**DATA FOR ANALYSIS**.
╭──

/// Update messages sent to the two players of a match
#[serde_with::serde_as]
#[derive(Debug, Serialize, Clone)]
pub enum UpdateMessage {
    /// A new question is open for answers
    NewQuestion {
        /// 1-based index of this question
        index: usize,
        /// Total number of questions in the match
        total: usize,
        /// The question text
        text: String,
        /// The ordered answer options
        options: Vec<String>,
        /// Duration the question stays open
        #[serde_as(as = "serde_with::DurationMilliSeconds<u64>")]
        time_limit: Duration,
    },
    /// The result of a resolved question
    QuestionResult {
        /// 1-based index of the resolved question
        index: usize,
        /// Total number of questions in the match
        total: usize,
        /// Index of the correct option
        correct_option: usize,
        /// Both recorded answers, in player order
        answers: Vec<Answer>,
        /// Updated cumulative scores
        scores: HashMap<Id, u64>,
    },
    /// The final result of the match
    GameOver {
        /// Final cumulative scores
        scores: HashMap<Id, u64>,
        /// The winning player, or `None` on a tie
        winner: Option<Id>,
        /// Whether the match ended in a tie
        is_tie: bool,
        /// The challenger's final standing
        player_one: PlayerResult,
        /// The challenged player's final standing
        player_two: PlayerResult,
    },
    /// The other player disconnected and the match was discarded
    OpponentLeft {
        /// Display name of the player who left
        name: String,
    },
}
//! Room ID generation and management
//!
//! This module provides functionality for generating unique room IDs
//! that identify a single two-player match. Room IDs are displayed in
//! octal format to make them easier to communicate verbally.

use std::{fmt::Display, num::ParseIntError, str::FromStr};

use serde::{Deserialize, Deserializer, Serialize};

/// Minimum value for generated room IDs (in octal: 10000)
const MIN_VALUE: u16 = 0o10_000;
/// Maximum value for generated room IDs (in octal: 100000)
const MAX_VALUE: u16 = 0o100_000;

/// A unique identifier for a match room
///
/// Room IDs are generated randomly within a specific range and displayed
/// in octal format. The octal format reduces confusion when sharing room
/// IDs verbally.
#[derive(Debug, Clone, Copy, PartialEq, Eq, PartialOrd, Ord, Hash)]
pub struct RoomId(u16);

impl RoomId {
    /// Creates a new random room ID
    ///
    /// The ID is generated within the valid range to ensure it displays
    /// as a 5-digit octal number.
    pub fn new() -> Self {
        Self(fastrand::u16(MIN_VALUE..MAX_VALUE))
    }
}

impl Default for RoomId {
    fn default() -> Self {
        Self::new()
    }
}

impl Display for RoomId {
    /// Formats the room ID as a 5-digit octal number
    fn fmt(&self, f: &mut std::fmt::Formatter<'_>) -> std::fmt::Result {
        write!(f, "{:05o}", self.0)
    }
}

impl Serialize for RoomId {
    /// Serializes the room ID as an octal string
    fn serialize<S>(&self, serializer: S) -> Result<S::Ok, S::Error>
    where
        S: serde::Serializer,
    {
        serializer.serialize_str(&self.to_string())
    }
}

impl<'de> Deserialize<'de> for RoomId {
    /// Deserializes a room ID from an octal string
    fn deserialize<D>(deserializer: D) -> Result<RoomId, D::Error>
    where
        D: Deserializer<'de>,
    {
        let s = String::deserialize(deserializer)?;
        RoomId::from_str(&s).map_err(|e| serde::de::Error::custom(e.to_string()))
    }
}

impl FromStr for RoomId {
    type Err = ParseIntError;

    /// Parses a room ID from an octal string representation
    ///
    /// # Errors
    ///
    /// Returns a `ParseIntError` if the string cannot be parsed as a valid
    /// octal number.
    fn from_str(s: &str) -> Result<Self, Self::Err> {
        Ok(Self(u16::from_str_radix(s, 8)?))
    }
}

╰──
╭──

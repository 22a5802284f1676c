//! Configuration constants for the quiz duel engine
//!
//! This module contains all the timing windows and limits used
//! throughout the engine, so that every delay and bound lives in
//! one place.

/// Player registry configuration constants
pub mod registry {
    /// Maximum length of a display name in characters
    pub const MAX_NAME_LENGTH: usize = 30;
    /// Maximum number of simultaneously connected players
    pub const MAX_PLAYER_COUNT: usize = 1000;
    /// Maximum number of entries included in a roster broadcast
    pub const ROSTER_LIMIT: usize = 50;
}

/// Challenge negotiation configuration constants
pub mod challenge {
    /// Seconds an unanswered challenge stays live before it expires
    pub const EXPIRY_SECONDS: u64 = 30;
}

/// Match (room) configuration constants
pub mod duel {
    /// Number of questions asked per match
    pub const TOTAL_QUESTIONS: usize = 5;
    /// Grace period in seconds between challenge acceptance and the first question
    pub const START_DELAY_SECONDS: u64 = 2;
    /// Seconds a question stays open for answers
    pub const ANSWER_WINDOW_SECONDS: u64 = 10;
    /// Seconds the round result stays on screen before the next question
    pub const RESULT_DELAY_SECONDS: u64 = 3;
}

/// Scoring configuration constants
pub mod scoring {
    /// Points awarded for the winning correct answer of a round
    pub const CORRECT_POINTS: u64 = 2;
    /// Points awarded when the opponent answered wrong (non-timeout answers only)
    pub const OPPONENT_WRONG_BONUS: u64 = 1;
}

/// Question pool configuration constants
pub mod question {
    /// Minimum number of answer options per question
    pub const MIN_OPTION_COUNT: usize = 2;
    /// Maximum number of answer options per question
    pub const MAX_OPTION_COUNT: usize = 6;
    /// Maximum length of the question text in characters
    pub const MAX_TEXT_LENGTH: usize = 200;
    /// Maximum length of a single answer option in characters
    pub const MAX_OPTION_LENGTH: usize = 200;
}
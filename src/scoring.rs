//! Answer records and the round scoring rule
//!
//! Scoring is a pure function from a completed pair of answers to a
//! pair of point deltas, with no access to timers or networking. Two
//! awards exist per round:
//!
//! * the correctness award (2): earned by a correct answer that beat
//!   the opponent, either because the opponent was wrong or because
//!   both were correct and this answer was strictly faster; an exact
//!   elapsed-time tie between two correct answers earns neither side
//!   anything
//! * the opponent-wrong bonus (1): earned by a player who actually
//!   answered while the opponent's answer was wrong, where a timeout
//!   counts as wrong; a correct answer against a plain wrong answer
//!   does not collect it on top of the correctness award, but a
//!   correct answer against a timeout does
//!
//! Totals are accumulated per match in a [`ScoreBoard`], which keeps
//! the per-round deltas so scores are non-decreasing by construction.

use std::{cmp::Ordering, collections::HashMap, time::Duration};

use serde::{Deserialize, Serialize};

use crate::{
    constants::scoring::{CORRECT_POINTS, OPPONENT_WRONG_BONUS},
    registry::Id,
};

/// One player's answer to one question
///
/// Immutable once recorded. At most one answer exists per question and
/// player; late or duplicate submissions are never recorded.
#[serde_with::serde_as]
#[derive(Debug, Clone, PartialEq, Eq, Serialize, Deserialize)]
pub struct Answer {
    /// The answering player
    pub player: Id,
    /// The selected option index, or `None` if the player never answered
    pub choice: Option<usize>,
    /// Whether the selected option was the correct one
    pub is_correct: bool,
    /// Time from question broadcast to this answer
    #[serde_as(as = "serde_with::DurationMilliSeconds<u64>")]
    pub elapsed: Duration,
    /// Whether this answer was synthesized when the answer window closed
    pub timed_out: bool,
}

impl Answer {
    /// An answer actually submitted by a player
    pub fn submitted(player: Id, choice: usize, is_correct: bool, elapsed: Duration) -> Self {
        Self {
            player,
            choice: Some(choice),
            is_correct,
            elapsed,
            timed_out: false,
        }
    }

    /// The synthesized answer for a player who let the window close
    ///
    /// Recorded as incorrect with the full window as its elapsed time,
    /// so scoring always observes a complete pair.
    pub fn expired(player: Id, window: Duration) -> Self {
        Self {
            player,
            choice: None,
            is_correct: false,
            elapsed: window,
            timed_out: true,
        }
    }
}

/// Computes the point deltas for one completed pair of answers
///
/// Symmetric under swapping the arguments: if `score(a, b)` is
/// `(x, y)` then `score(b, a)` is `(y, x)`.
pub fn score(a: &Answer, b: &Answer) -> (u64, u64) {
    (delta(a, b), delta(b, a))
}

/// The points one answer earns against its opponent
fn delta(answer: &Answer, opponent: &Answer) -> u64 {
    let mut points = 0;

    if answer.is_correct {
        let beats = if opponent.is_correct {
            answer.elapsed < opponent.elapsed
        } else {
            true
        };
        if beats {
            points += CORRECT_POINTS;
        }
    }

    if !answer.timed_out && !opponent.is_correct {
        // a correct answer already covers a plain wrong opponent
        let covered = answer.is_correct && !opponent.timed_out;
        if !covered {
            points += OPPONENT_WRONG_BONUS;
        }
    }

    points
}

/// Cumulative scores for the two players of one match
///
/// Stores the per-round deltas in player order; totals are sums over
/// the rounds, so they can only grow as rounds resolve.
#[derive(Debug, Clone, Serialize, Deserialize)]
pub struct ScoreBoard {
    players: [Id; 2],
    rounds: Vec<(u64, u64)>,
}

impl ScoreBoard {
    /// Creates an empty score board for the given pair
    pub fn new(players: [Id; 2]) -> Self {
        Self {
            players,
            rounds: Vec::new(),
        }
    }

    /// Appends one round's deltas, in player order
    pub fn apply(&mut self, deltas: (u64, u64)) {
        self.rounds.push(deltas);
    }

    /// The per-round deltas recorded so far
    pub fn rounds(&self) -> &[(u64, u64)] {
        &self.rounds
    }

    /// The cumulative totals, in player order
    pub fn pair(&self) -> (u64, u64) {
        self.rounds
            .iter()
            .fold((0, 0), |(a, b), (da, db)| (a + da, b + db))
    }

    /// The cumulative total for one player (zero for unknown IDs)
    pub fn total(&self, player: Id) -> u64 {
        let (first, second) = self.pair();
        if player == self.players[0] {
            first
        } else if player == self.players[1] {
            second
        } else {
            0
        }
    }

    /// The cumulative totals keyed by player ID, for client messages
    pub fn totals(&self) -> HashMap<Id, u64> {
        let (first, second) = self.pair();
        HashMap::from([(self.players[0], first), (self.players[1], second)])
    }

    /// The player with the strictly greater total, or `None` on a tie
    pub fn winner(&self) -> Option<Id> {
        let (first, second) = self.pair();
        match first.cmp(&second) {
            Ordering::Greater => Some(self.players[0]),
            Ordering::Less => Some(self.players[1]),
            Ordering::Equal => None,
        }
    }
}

╰──

**WHAT THIS TASK INVOLVES**. Scan the material above for the word "within". Copy each line where it occurs.

**ANSWER TO THE EXERCISE**.
/// Room IDs are generated randomly within a specific range and displayed
    /// The ID is generated within the valid range to ensure it displays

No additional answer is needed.